Installée à Nice depuis sa sortie des Beaux-Arts de Paris en 2014, l’artiste poursuit une démarche de collecte et de conditionnement de matériaux marins. Du quotidien à l’absurde, par-delà le surtourisme et sa pollution, elle capte l’émerveillement continu de l’azur.

 

La collecte de matériaux relève moins d’une démarche scientifique que du geste d’après la baignade quand, en nettoyant pieds et rabanes, on transporte puis rejette des sédiments. Invitée en résidence sur l’île de Porquerolles, en collaboration avec le Parc National de Port-Cros et le Frac Sud en 2023, elle pèse ainsi jour après jour le sable qu’elle emporte sous ses semelles et en déduit, en multipliant par le nombre de visiteurs, qu’environ 18 kilos sont ainsi dispersés chaque année. Au cours de promenades, elle réalise aussi des prélèvements d’eau de mer, enfermés dans des tubes à essai, des boules à neige ou des sachets plastiques, puis ordonnés suivant la colorimétrie d’un cyanomètre originel, conçu en 2016-2017, d’après les 53 nuances de ciel isolée par de Saussure à la fin du XVIIIe.

Un premier paradoxe apparaît ici, sous les airs d’une fausse évidence : l’eau est incolore. Tout juste est-elle plus ou moins opacifiée par les algues, organismes, pollutions diverses en suspension. C’est sa profondeur qui lui permet de réfléchir la couleur du ciel, à moins que celle-ci ne soit colorisée, comme les films ou les cartes postales. En ajoutant du pigment hydrosoluble à ses prélèvements, Anne-Laure Wuillai se détache d’une logique simplement scientifique pour s’intéresser à ce qui constitue l’imaginaire, y compris marketing, de la mer. Promenade et Chromatique littorale (2019) sont ainsi deux faces d’une même récolte : Promenade présente dans une rangée de tubes à essai les eaux de 37 plages des environs de Nice, toutes plus ou moins transparentes, dont Chromatique littorale reconstitue les couleurs. Les Piscines, entamées en 2021, dont les nuances de bleu sont obtenues par évaporation de fines couches d’eau successives, sont aussi bien une réflexion sur leur multiplication et la pression sur les ressources hydriques que sur les couleurs que les fabricants leur donnent, en colorant plus ou moins leurs plastiques.

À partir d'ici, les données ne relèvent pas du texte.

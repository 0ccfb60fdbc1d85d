//! envmodel - immutable execution environments and record caches for an ORM.
//!
//! envmodel provides:
//!
//! - A copy-on-write [`Context`] of request-scoped key/value pairs
//! - [`Environment`]s carrying identity, context, a shared cache and a call
//!   stack, derived with `with_context`, `with_new_context`, `with_env` and
//!   `sudo`
//! - A per-request record [`Cache`] holding only database-confirmed values
//! - [`Domain`] filters translated per dialect, with unsupported operators
//!   rejected before any SQL runs
//! - A blocking SQLite executor and a test database harness
//!
//! # Quick Start
//!
//! ```ignore
//! use envmodel::prelude::*;
//!
//! let registry = ModelRegistry::new().with_model(
//!     ModelMeta::new("User", "users").field("name").field("email"),
//! );
//! let db = envmodel::open_sqlite(&SqliteConfig::memory(), registry)?;
//!
//! let env = db.new_environment(2);
//! let jane = env
//!     .pool("User")?
//!     .search(&Domain::field("email").equals("jane.smith@example.com"))?;
//!
//! // Search returns ids; load fills the cache
//! jane.load(&[])?;
//! let (name, hit) = jane.get("name", true)?;
//! assert!(!hit);
//!
//! // Same records, superuser identity, same cache
//! let admin = jane.sudo(None);
//! ```

use std::sync::Arc;

pub use envmodel_core::{
    ColumnInfo, Error, Executor, FieldKind, FieldMeta, ID_FIELD, IsolationLevel, ModelMeta,
    ModelRegistry, Result, Row, Value,
};

pub use envmodel_query::{
    DbAdapter, Dialect, Domain, DomainOperator, MysqlAdapter, PostgresAdapter, Predicate,
    SqliteAdapter, adapter_for_driver,
};

pub use envmodel_env::{
    Cache, CallFrame, Context, ContextDerivable, Database, EnvSettings, Environment,
    RecordCollection, SUPERUSER_ID,
};

pub use envmodel_sqlite::{OpenFlags, SqliteConfig, SqliteConnection};

/// Open a SQLite database and wrap it in a [`Database`] using the SQLite
/// operator table.
pub fn open_sqlite(config: &SqliteConfig, registry: ModelRegistry) -> Result<Arc<Database>> {
    let conn = SqliteConnection::open(config)?;
    tracing::debug!(path = %conn.path(), models = registry.len(), "SQLite database ready");
    Ok(Arc::new(Database::new(
        Arc::new(conn),
        Box::new(SqliteAdapter),
        registry,
    )))
}

/// Prelude module for convenient imports.
pub mod prelude {
    pub use crate::{
        // Environment layer
        Context,
        ContextDerivable,
        Database,
        // Filters
        Domain,
        DomainOperator,
        EnvSettings,
        Environment,
        // Core types
        Error,
        Executor,
        ModelMeta,
        ModelRegistry,
        RecordCollection,
        Result,
        // SQLite
        SqliteConfig,
        SqliteConnection,
        Value,
    };
}

#[cfg(test)]
mod tests {
    use super::*;
    use crate::prelude::*;

    #[test]
    fn test_open_sqlite_memory() {
        let registry = ModelRegistry::new().with_model(ModelMeta::new("User", "users"));
        let db = open_sqlite(&SqliteConfig::memory(), registry).unwrap();
        assert_eq!(db.adapter().dialect(), Dialect::Sqlite);
        assert!(db.registry().model("User").is_ok());

        let env = db.new_environment(SUPERUSER_ID);
        assert_eq!(env.sudo(None).uid(), SUPERUSER_ID);
    }

    #[test]
    fn test_open_sqlite_bad_path() {
        let config = SqliteConfig::file("/nonexistent-dir/x.db").flags(OpenFlags::read_write());
        assert!(matches!(
            open_sqlite(&config, ModelRegistry::new()),
            Err(Error::Connection(_))
        ));
    }
}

Si le bleu de la mer est aussi artificiel que la carte postale, rien n’empêche de pousser la mascarade, en recréant des conditions maritimes là où il n’y en pas. Ben signait l’horizon de la baie des anges, Anne-Laure Wuillai le liquifie, avec l’aide de Tom Barbagli, dans son Paysage artificiel : eau bleue en bas, vide du ciel en haut, rond jaune pour le soleil, que faut-il de plus ?
Topographie de l’horizon (2017), cube de 25 cm de côté, qui pose l’horizon marin à 1442 mètres d’altitude, ou Space Oddity, série de cinq contenants cubiques pour les cinq océans, évoquant les cubes et Vapor drawing de Larry Bell, la sophistication technique en moins, puisqu’il s’agit simplement de faire jouer l’évaporation et la condensation de l’eau de mer qui y est enfermée. La même simplicité et symbolique minimale se retrouve dans le Mètre Cube de 2018 réalisé avec des chutes de charpentes, et dans la série Hyper-conditionnement, entamée la même année et depuis poursuivie. Dans des gabions de chantier, déclinés en cube, en mur, en caddie, la mer est mise dans d’innombrables sachets plastiques thermosoudés.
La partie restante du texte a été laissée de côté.